EXERCISE DESCRIPTION
Filter the entries below, keeping only lines with "release".

-----

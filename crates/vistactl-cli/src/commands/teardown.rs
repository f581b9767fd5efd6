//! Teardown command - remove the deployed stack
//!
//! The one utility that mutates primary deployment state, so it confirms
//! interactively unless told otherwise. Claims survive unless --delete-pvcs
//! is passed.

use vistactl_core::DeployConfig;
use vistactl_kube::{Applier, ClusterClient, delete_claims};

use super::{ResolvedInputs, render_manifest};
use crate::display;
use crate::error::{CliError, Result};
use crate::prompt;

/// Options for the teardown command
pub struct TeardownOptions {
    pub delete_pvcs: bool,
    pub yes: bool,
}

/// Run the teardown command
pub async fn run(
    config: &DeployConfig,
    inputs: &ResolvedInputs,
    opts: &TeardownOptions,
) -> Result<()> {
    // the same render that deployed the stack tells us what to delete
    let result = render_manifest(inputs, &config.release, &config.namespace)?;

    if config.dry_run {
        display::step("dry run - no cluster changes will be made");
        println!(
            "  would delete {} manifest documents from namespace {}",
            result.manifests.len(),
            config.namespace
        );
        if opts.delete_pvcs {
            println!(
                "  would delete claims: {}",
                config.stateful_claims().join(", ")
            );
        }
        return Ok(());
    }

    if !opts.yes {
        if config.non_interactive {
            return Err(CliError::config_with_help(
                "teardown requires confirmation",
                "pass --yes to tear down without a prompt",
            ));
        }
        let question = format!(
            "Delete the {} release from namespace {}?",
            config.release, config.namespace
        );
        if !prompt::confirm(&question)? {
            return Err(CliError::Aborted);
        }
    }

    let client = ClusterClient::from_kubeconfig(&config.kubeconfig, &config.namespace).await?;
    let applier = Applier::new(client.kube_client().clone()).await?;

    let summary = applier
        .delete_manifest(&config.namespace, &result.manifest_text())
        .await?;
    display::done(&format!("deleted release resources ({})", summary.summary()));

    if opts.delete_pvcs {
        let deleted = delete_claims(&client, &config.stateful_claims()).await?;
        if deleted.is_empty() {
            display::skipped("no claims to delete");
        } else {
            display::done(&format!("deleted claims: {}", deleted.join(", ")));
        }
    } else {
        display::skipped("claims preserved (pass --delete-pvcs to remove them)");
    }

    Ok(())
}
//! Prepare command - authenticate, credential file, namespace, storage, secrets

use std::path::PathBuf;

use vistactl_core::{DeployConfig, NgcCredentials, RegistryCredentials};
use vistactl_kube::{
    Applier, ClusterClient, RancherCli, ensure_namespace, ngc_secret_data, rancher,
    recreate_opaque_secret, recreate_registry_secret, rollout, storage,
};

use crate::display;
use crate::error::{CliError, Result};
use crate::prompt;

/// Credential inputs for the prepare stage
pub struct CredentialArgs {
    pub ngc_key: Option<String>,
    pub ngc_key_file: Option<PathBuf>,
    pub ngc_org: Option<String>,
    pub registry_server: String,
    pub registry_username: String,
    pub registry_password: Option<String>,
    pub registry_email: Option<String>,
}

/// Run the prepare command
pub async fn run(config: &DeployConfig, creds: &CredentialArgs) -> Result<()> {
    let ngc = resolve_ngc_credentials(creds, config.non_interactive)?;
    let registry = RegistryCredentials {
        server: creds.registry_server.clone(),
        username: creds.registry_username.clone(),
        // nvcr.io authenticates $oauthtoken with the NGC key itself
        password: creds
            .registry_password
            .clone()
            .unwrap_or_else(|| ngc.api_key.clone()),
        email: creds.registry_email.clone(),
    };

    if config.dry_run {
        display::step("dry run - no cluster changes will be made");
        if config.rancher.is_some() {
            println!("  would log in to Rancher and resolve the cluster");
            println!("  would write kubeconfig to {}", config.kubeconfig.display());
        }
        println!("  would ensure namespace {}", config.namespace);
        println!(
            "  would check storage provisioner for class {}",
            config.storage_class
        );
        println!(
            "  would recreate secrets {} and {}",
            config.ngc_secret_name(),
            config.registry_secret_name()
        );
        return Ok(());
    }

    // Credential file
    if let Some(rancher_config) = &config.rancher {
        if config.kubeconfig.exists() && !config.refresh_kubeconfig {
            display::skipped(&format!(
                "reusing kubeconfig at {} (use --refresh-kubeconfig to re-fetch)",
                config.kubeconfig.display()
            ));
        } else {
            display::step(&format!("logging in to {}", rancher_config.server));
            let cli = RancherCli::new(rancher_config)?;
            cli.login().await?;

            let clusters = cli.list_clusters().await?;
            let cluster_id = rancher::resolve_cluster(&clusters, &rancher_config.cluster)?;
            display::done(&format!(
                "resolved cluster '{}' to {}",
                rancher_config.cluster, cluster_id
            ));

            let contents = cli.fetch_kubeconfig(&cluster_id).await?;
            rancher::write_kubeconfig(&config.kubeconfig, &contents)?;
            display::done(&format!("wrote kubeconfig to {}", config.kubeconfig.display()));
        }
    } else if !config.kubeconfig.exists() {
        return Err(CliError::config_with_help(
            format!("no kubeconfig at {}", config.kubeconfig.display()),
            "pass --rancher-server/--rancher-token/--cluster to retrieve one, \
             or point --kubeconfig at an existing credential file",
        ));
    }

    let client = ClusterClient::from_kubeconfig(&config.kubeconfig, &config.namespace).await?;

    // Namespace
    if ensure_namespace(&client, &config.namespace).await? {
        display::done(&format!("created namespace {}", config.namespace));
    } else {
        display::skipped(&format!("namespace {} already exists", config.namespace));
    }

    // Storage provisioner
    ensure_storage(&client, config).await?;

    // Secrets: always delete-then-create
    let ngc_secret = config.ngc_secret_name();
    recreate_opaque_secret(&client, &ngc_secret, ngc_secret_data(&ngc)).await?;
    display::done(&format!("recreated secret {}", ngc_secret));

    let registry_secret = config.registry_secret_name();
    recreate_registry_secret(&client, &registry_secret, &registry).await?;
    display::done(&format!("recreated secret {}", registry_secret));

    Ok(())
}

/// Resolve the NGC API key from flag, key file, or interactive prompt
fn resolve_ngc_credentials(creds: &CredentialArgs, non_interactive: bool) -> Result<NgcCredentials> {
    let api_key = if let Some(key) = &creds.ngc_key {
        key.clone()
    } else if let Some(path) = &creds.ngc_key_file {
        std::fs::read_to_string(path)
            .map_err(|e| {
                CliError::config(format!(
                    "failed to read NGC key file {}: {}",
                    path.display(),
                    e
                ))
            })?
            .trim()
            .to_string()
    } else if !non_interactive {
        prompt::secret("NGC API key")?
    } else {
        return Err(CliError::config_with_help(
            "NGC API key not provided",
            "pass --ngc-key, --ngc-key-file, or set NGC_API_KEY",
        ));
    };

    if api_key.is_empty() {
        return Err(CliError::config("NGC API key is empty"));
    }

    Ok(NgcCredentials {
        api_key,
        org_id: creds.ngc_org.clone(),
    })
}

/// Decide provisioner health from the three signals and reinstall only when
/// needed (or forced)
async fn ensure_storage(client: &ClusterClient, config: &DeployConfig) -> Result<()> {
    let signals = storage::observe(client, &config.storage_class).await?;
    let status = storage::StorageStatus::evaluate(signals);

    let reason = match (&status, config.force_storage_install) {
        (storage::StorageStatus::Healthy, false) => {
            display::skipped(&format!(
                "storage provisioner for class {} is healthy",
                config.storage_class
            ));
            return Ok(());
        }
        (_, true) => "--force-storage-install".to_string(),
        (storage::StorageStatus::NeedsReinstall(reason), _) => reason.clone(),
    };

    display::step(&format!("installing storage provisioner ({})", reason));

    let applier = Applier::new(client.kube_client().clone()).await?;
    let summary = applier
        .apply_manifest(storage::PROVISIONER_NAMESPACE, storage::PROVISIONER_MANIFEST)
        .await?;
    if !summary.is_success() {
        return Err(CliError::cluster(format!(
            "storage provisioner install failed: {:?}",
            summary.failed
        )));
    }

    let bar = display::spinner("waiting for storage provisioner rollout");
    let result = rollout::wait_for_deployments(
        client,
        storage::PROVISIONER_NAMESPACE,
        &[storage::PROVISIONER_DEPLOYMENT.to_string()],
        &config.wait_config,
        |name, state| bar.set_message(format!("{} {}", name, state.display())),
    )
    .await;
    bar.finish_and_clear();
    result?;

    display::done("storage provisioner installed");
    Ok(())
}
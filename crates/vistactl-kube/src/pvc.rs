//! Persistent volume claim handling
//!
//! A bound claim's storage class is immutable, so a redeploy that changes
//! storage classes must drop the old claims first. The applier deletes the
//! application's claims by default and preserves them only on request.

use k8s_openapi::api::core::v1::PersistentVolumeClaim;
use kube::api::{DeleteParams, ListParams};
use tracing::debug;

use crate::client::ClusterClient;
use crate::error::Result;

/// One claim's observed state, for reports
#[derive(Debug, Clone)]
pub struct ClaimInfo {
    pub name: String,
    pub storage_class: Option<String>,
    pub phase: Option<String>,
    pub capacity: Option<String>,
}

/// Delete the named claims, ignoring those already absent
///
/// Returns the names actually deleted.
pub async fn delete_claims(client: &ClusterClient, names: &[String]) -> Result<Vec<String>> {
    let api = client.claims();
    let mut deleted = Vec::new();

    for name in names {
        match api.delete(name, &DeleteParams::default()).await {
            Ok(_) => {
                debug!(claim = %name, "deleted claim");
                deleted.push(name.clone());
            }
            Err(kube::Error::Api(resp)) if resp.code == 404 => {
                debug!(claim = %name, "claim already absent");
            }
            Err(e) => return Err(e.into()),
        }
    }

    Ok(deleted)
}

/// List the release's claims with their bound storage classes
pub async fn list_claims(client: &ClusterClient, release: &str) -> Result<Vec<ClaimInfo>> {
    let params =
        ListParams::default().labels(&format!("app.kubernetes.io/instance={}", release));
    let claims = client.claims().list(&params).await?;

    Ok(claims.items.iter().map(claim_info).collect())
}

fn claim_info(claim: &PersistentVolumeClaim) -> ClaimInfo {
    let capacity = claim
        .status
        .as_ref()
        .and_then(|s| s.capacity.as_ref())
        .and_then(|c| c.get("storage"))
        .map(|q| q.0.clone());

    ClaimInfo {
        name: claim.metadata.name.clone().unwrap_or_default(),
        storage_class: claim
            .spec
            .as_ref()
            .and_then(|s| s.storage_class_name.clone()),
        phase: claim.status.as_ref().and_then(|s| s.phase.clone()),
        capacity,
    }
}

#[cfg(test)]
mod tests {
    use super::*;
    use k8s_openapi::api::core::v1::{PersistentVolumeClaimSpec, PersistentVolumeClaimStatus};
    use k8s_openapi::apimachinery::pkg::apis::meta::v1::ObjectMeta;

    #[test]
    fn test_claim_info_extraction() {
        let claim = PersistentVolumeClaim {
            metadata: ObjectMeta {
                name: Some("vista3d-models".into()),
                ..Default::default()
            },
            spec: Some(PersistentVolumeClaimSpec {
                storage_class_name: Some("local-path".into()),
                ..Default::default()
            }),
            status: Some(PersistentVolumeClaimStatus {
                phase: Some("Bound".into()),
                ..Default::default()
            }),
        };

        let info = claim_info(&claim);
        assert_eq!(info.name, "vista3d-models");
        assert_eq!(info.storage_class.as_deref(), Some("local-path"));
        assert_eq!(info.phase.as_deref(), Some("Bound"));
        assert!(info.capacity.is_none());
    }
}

-----

EXPECTED ANSWER
    let result = render_manifest(inputs, &config.release, &config.namespace)?;
            "Delete the {} release from namespace {}?",
            config.release, config.namespace
    display::done(&format!("deleted release resources ({})", summary.summary()));
/// List the release's claims with their bound storage classes
pub async fn list_claims(client: &ClusterClient, release: &str) -> Result<Vec<ClaimInfo>> {
        ListParams::default().labels(&format!("app.kubernetes.io/instance={}", release));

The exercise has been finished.